▸ PROBLEM REQUIREMENTS:
Every line below needs to be returned exactly as written.

+++ SOURCE INFORMATION +++

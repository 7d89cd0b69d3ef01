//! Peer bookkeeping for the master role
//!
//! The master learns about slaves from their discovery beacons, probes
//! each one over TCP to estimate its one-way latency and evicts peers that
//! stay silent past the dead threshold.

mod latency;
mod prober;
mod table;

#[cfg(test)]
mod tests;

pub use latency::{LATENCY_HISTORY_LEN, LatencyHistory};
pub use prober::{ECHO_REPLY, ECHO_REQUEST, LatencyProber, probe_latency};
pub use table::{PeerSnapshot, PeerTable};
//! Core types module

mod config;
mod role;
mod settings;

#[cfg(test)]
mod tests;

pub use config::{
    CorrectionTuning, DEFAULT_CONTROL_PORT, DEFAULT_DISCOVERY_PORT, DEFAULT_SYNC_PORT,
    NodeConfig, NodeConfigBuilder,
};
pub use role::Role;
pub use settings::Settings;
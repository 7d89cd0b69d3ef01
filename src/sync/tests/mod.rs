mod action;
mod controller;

+++

▸ SOLUTION TO THE EXERCISE:
repository 7d89cd0b69d3ef01
//! Peer bookkeeping for the master role
//!
//! The master learns about slaves from their discovery beacons, probes
//! each one over TCP to estimate its one-way latency and evicts peers that
//! stay silent past the dead threshold.

mod latency;
mod prober;
mod table;

#[cfg(test)]
mod tests;

pub use latency::{LATENCY_HISTORY_LEN, LatencyHistory};
pub use prober::{ECHO_REPLY, ECHO_REQUEST, LatencyProber, probe_latency};
pub use table::{PeerSnapshot, PeerTable};
//! Core types module

mod config;
mod role;
mod settings;

#[cfg(test)]
mod tests;

pub use config::{
    CorrectionTuning, DEFAULT_CONTROL_PORT, DEFAULT_DISCOVERY_PORT, DEFAULT_SYNC_PORT,
    NodeConfig, NodeConfigBuilder,
};
pub use role::Role;
pub use settings::Settings;
repository 7d89cd0b69d3ef01
filename src/sync/tests/mod.rs
mod action;
mod controller;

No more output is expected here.